Adidas (social) at 0.94 and Nike.com at 0.92 form two distinct poles in Adidas's top 10 — one a mirror of its own social presence, the other its primary footwear rival — and the audience bridges both without collapsing into either.
The shape is two-peak. The first cluster is footwear-native: Adidas (social) (0.94), Nike.com (0.92), and Nike (social) (0.92) sit at the top, all sharing the Footwear subcategory with the center entity. Footaction (0.88) reinforces this lane. The second cluster pulls toward celebrity and culture: Zendaya (0.90, Actors) is the fourth-closest neighbor overall — higher than any sneaker media property — followed by SoleCollector.com (0.90, Blogs) and The Weeknd (0.88, Musicians and Bands). The LA Clippers (0.88, Sports Teams), Lamar Odom (0.88, Athletes), and Sneaker Freaker (0.87, Magazines) round out the ten, mixing sports, athlete celebrity, and sneaker media in roughly equal measure.

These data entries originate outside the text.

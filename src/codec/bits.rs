//! Bit-level cursor over a fixed-size record.
//!
//! ## Layout
//!
//! Fields are packed most-significant-bit first with no alignment:
//!
//! ```text
//! byte 0          byte 1
//! 7 6 5 4 3 2 1 0 7 6 5 4 3 2 1 0
//! [ field a (5) ][ field b (7)  ][...
//! ```
//!
//! A record codec writes (or reads) its full field list in order; the
//! cursor must land exactly on the end of the buffer, which
//! [`BitBuffer::finish`] and [`BitBuffer::expect_consumed`] check.
//!
//! ## Example
//!
//! ```
//! use cdmx_card::codec::BitBuffer;
//!
//! let mut buf = BitBuffer::new(2);
//! buf.write("unit", 0b10, 2).unwrap();
//! buf.write("count", 12, 6).unwrap();
//! buf.write("tail", 0xAB, 8).unwrap();
//! let bytes = buf.finish().unwrap();
//! assert_eq!(bytes, vec![0b1000_1100, 0xAB]);
//!
//! let mut buf = BitBuffer::from_bytes(&bytes, 2).unwrap();
//! assert_eq!(buf.read(2).unwrap(), 0b10);
//! assert_eq!(buf.read(6).unwrap(), 12);
//! ```

use crate::error::ParseError;

/// Fixed-size bit buffer with a single read/write cursor.
#[derive(Debug, Clone, PartialEq, Eq)]
pub struct BitBuffer {
    bytes: Vec<u8>,
    position: usize,
}

impl BitBuffer {
    /// Allocate a zeroed buffer of `len_bytes * 8` bits.
    pub fn new(len_bytes: usize) -> Self {
        Self {
            bytes: vec![0; len_bytes],
            position: 0,
        }
    }

    /// Wrap bytes read from the card for decoding.
    ///
    /// # Errors
    ///
    /// [`ParseError::Length`] if `bytes` is not exactly `expected_len` long.
    pub fn from_bytes(bytes: &[u8], expected_len: usize) -> Result<Self, ParseError> {
        if bytes.len() != expected_len {
            return Err(ParseError::Length {
                expected: expected_len,
                actual: bytes.len(),
            });
        }
        Ok(Self {
            bytes: bytes.to_vec(),
            position: 0,
        })
    }

    /// Total length in bits.
    #[inline]
    pub fn capacity(&self) -> usize {
        self.bytes.len() * 8
    }

    /// Current cursor position in bits.
    #[inline]
    pub fn position(&self) -> usize {
        self.position
    }

    #[inline]
    pub fn remaining(&self) -> usize {
        self.capacity() - self.position
    }

    fn reserve(&self, width: u32) -> Result<(), ParseError> {
        if width == 0 || width > 64 {
            return Err(ParseError::Width(width));
        }
        if self.position + width as usize > self.capacity() {
            return Err(ParseError::Overrun {
                position: self.position,
                requested: width,
                capacity: self.capacity(),
            });
        }
        Ok(())
    }

    /// Write `value` into the next `width` bits.
    ///
    /// # Errors
    ///
    /// - [`ParseError::FieldOverflow`] if `value` needs more than `width` bits
    /// - [`ParseError::Overrun`] if the field runs past the buffer end
    pub fn write(&mut self, field: &'static str, value: u64, width: u32) -> Result<(), ParseError> {
        self.reserve(width)?;
        if width < 64 && value >> width != 0 {
            return Err(ParseError::FieldOverflow { field, value, width });
        }

        for shift in (0..width).rev() {
            let byte = self.position / 8;
            let mask = 0x80u8 >> (self.position % 8);
            if (value >> shift) & 1 == 1 {
                self.bytes[byte] |= mask;
            } else {
                self.bytes[byte] &= !mask;
            }
            self.position += 1;
        }
        Ok(())
    }

    /// Write a signed value as `width`-bit two's complement.
    pub fn write_signed(
        &mut self,
        field: &'static str,
        value: i64,
        width: u32,
    ) -> Result<(), ParseError> {
        self.reserve(width)?;
        if width < 64 {
            let min = -(1i64 << (width - 1));
            let max = (1i64 << (width - 1)) - 1;
            if value < min || value > max {
                return Err(ParseError::FieldOverflow {
                    field,
                    value: value as u64,
                    width,
                });
            }
        }
        let raw = if width == 64 {
            value as u64
        } else {
            (value as u64) & ((1u64 << width) - 1)
        };
        self.write(field, raw, width)
    }

    /// Read the next `width` bits as an unsigned value.
    pub fn read(&mut self, width: u32) -> Result<u64, ParseError> {
        self.reserve(width)?;

        let mut value = 0u64;
        for _ in 0..width {
            let byte = self.bytes[self.position / 8];
            let bit = (byte >> (7 - self.position % 8)) & 1;
            value = (value << 1) | u64::from(bit);
            self.position += 1;
        }
        Ok(value)
    }

    /// Read the next `width` bits as two's complement.
    pub fn read_signed(&mut self, width: u32) -> Result<i64, ParseError> {
        let raw = self.read(width)?;
        if width == 64 {
            return Ok(raw as i64);
        }
        let sign = 1u64 << (width - 1);
        if raw & sign != 0 {
            Ok(raw as i64 - (1i64 << width))
        } else {
            Ok(raw as i64)
        }
    }

    /// Check that a decoder consumed the whole buffer.
    pub fn expect_consumed(&self) -> Result<(), ParseError> {
        if self.position != self.capacity() {
            return Err(ParseError::Underrun {
                consumed: self.position,
                capacity: self.capacity(),
            });
        }
        Ok(())
    }

    /// Check the encoder filled the whole buffer and return its bytes.
    pub fn finish(self) -> Result<Vec<u8>, ParseError> {
        self.expect_consumed()?;
        Ok(self.bytes)
    }
}

// ============================================================================
// Unit Tests
// ============================================================================

#[cfg(test)]
mod tests {
    use super::*;

    #[test]
    fn test_write_read_unaligned() {
        let mut buf = BitBuffer::new(4);
        buf.write("a", 0b101, 3).unwrap();
        buf.write("b", 0x3FFF, 14).unwrap();
        buf.write("c", 0, 1).unwrap();
        buf.write("d", 0x5A5A, 14).unwrap_err();
        buf.write("d", 0x1A5A, 14).unwrap();
        assert_eq!(buf.position(), 32);

        let bytes = buf.finish().unwrap();
        let mut buf = BitBuffer::from_bytes(&bytes, 4).unwrap();
        assert_eq!(buf.read(3).unwrap(), 0b101);
        assert_eq!(buf.read(14).unwrap(), 0x3FFF);
        assert_eq!(buf.read(1).unwrap(), 0);
        assert_eq!(buf.read(14).unwrap(), 0x1A5A);
        buf.expect_consumed().unwrap();
    }

    #[test]
    fn test_msb_first() {
        let mut buf = BitBuffer::new(1);
        buf.write("flag", 1, 1).unwrap();
        buf.write("rest", 0, 7).unwrap();
        assert_eq!(buf.finish().unwrap(), vec![0x80]);
    }

    #[test]
    fn test_wide_field() {
        let mut buf = BitBuffer::new(5);
        buf.write("location", 0xFF_0000_00AA, 40).unwrap();
        let bytes = buf.finish().unwrap();
        assert_eq!(bytes, vec![0xFF, 0x00, 0x00, 0x00, 0xAA]);

        let mut buf = BitBuffer::from_bytes(&bytes, 5).unwrap();
        assert_eq!(buf.read(40).unwrap(), 0xFF_0000_00AA);
    }

    #[test]
    fn test_overflow_is_rejected() {
        let mut buf = BitBuffer::new(1);
        let err = buf.write("status", 0x100, 8).unwrap_err();
        assert_eq!(
            err,
            ParseError::FieldOverflow {
                field: "status",
                value: 0x100,
                width: 8
            }
        );
        // Cursor untouched after the rejected write
        assert_eq!(buf.position(), 0);
    }

    #[test]
    fn test_overrun() {
        let mut buf = BitBuffer::new(1);
        buf.write("a", 0, 6).unwrap();
        assert!(matches!(
            buf.write("b", 0, 3),
            Err(ParseError::Overrun { position: 6, requested: 3, capacity: 8 })
        ));
        assert!(matches!(buf.read(9), Err(ParseError::Overrun { .. })));
    }

    #[test]
    fn test_underrun() {
        let mut buf = BitBuffer::new(2);
        buf.write("a", 1, 8).unwrap();
        assert_eq!(
            buf.finish(),
            Err(ParseError::Underrun {
                consumed: 8,
                capacity: 16
            })
        );
    }

    #[test]
    fn test_length_mismatch() {
        assert_eq!(
            BitBuffer::from_bytes(&[0; 28], 29),
            Err(ParseError::Length {
                expected: 29,
                actual: 28
            })
        );
    }

    #[test]
    fn test_invalid_width() {
        let mut buf = BitBuffer::new(16);
        assert_eq!(buf.read(0), Err(ParseError::Width(0)));
        assert_eq!(buf.write("x", 0, 65), Err(ParseError::Width(65)));
    }

    #[test]
    fn test_signed_roundtrip() {
        let mut buf = BitBuffer::new(6);
        buf.write_signed("amount", -1, 24).unwrap();
        buf.write_signed("balance", -8_388_608, 24).unwrap();
        let bytes = buf.finish().unwrap();
        assert_eq!(&bytes[..3], &[0xFF, 0xFF, 0xFF]);

        let mut buf = BitBuffer::from_bytes(&bytes, 6).unwrap();
        assert_eq!(buf.read_signed(24).unwrap(), -1);
        assert_eq!(buf.read_signed(24).unwrap(), -8_388_608);
    }

    #[test]
    fn test_signed_out_of_range() {
        let mut buf = BitBuffer::new(2);
        assert!(buf.write_signed("amount", 32_768, 16).is_err());
        assert!(buf.write_signed("amount", -32_769, 16).is_err());
        buf.write_signed("amount", 32_767, 16).unwrap();
    }
}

Tallying the top 10 by subcategory: four are Footwear brands, two are celebrity-adjacent (one Actor, one Musician), two are Athletes or Sports Teams, one is a Blog, and one is a Magazine. No single non-footwear subcategory dominates, but the presence of an Actor at 0.90 — ahead of every sports and media neighbor — signals that the cultural celebrity pull is not incidental.
The two-peak structure reveals an audience that is simultaneously anchored in the footwear retail ecosystem and drawn toward mainstream celebrity culture, with neither cluster fully absorbing the other.